I remember that night. My brother and I spent the night here. We knew Mother didn’t have long. It was a horribly long night. They had hooked her up to a breathing machine and I spent most of the night on her floor listening to her struggle to breath. My 2 aunts stayed late. When they left it was just my Daddy, my brother and I. I finally got on the couch and spent all night back and forth from the den to her room. I talked to her and held her hand and touched her face. I remember looking at the clock at one point and it was 3:00 AM. That is such a lonely time. I remember thinking “I don’t know if I can exist in a 3 am that doesn’t have my Mother in it”.

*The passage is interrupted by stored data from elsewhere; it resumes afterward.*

//! Integration tests for statistics aggregation.
//!
//! Stats queries are scoped to a freshly generated region per test so that
//! parallel tests cannot disturb each other's counts.

mod common;

use crate::common::{admin_user, create_test_need, create_test_response, normal_user, TestHarness};
use helplink_core::common::{AppError, RegionId};
use helplink_core::domains::matching::activities::accept_response;
use helplink_core::domains::needs::models::ServiceType;
use helplink_core::domains::stats::activities::{
    monthly_statistics, platform_overview, MonthlyStatsParams,
};
use test_context::test_context;

#[test_context(TestHarness)]
#[tokio::test]
async fn empty_window_is_zero_filled(ctx: &TestHarness) {
    let params = MonthlyStatsParams {
        start_month: Some("2024-01".to_string()),
        end_month: Some("2024-03".to_string()),
        region_id: Some(RegionId::new()),
        service_type: None,
    };

    let stats = monthly_statistics(params, &ctx.db_pool).await.unwrap();

    assert_eq!(stats.labels, vec!["2024-01", "2024-02", "2024-03"]);
    assert_eq!(stats.needs_published, vec![0, 0, 0]);
    assert_eq!(stats.matches_accepted, vec![0, 0, 0]);
    assert_eq!(stats.summary.total_needs, 0);
    assert_eq!(stats.summary.total_accepted, 0);
}

#[test_context(TestHarness)]
#[tokio::test]
async fn window_spans_year_boundary(ctx: &TestHarness) {
    let params = MonthlyStatsParams {
        start_month: Some("2023-11".to_string()),
        end_month: Some("2024-02".to_string()),
        region_id: Some(RegionId::new()),
        service_type: None,
    };

    let stats = monthly_statistics(params, &ctx.db_pool).await.unwrap();
    assert_eq!(
        stats.labels,
        vec!["2023-11", "2023-12", "2024-01", "2024-02"]
    );
}

#[test_context(TestHarness)]
#[tokio::test]
async fn counts_land_in_the_current_month_bucket(ctx: &TestHarness) {
    let owner = normal_user();
    let region = RegionId::new();

    let mut needs = Vec::new();
    for i in 0..3 {
        needs.push(
            create_test_need(&ctx.db_pool, owner, Some(region), &format!("Need {i}"))
                .await
                .unwrap(),
        );
    }
    let response = create_test_response(&ctx.db_pool, &needs[0], normal_user())
        .await
        .unwrap();
    accept_response(owner, response.id, &ctx.db_pool)
        .await
        .unwrap();

    // Default window: trailing six months ending now.
    let params = MonthlyStatsParams {
        region_id: Some(region),
        ..MonthlyStatsParams::default()
    };
    let stats = monthly_statistics(params, &ctx.db_pool).await.unwrap();

    assert_eq!(stats.labels.len(), 6);
    assert_eq!(*stats.needs_published.last().unwrap(), 3);
    assert_eq!(*stats.matches_accepted.last().unwrap(), 1);
    assert_eq!(stats.summary.total_needs, 3);
    assert_eq!(stats.summary.total_accepted, 1);

    // Earlier months in the window are zero.
    assert!(stats.needs_published[..5].iter().all(|&c| c == 0));
    assert!(stats.matches_accepted[..5].iter().all(|&c| c == 0));
}

#[test_context(TestHarness)]
#[tokio::test]
async fn service_type_filter_applies_to_both_series(ctx: &TestHarness) {
    let owner = normal_user();
    let region = RegionId::new();
    let need = create_test_need(&ctx.db_pool, owner, Some(region), "Cleaning job")
        .await
        .unwrap();
    let response = create_test_response(&ctx.db_pool, &need, normal_user())
        .await
        .unwrap();
    accept_response(owner, response.id, &ctx.db_pool)
        .await
        .unwrap();

    // Fixtures publish cleaning needs; a transport filter matches nothing.
    let params = MonthlyStatsParams {
        region_id: Some(region),
        service_type: Some(ServiceType::Transport),
        ..MonthlyStatsParams::default()
    };
    let stats = monthly_statistics(params, &ctx.db_pool).await.unwrap();
    assert_eq!(stats.summary.total_needs, 0);
    assert_eq!(stats.summary.total_accepted, 0);

    let params = MonthlyStatsParams {
        region_id: Some(region),
        service_type: Some(ServiceType::Cleaning),
        ..MonthlyStatsParams::default()
    };
    let stats = monthly_statistics(params, &ctx.db_pool).await.unwrap();
    assert_eq!(stats.summary.total_needs, 1);
    assert_eq!(stats.summary.total_accepted, 1);
}

#[test_context(TestHarness)]
#[tokio::test]
async fn bare_month_format_is_accepted(ctx: &TestHarness) {
    let params = MonthlyStatsParams {
        start_month: Some("202401".to_string()),
        end_month: Some("202403".to_string()),
        region_id: Some(RegionId::new()),
        service_type: None,
    };
    let stats = monthly_statistics(params, &ctx.db_pool).await.unwrap();
    assert_eq!(stats.labels, vec!["2024-01", "2024-02", "2024-03"]);
}

#[test_context(TestHarness)]
#[tokio::test]
async fn invalid_windows_are_rejected(ctx: &TestHarness) {
    let err = monthly_statistics(
        MonthlyStatsParams {
            start_month: Some("2024-13".to_string()),
            ..MonthlyStatsParams::default()
        },
        &ctx.db_pool,
    )
    .await
    .unwrap_err();
    assert!(matches!(err, AppError::Validation(_)));

    let err = monthly_statistics(
        MonthlyStatsParams {
            start_month: Some("2024-05".to_string()),
            end_month: Some("2024-01".to_string()),
            ..MonthlyStatsParams::default()
        },
        &ctx.db_pool,
    )
    .await
    .unwrap_err();
    assert!(matches!(err, AppError::Validation(_)));
}

#[test_context(TestHarness)]
#[tokio::test]
async fn overview_is_admin_only_and_counts_grow(ctx: &TestHarness) {
    let err = platform_overview(normal_user(), &ctx.db_pool)
        .await
        .unwrap_err();
    assert!(matches!(err, AppError::Permission(_)));

    let before = platform_overview(admin_user(), &ctx.db_pool)
        .await
        .unwrap();

    let owner = normal_user();
    let need = create_test_need(&ctx.db_pool, owner, None, "A need")
        .await
        .unwrap();
    let response = create_test_response(&ctx.db_pool, &need, normal_user())
        .await
        .unwrap();

    // Our response is still Pending here; parallel tests may accept their
    // own, so only a floor can be asserted for this counter.
    let pending = platform_overview(admin_user(), &ctx.db_pool)
        .await
        .unwrap();
    assert!(pending.total_pending_responses >= 1);

    accept_response(owner, response.id, &ctx.db_pool)
        .await
        .unwrap();

    let after = platform_overview(admin_user(), &ctx.db_pool)
        .await
        .unwrap();

    // Tests in this binary only ever add data, so the counters are
    // monotonic even when tests run in parallel.
    assert!(after.total_needs >= before.total_needs + 1);
    assert!(after.total_matches >= before.total_matches + 1);
}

We woke the next morning early, around 6:00. Eddie and I knew that she was almost gone. I called my aunts to ask them to come. They got here around 7:30. We all sat around her bed talking to her. All of us except my Daddy. He couldn’t handle it. It made me think of the line from “Steel Magnolias”, ‘I find it amusing. Men are supposed to be made out of steel or something. I just sat there. I just held Shelby’s hand. There was no noise, no tremble, just peace. Oh god. I realize as a woman how lucky I am.” My Mother breathed her final breath at 8:03 AM on May 10th. I walked outside and was surprised to see the world moving on. The sun was out, birds were singing, flowers blooming and my Mother was dead. It was one of the most surreal moments of my life.
But time marches on. We are living in her house. We are loving living here and I have discovered I actually like yard work. I have never done it. I grew up with 2 brothers who did the yard work. When I was married my husband did the yard work. Since then I have lived in apartments. But I enjoy it. I am learning, slowly about flowers and shrubs and just yard stuff.
I know she is happy that we are here, I know she is smiling down upon us.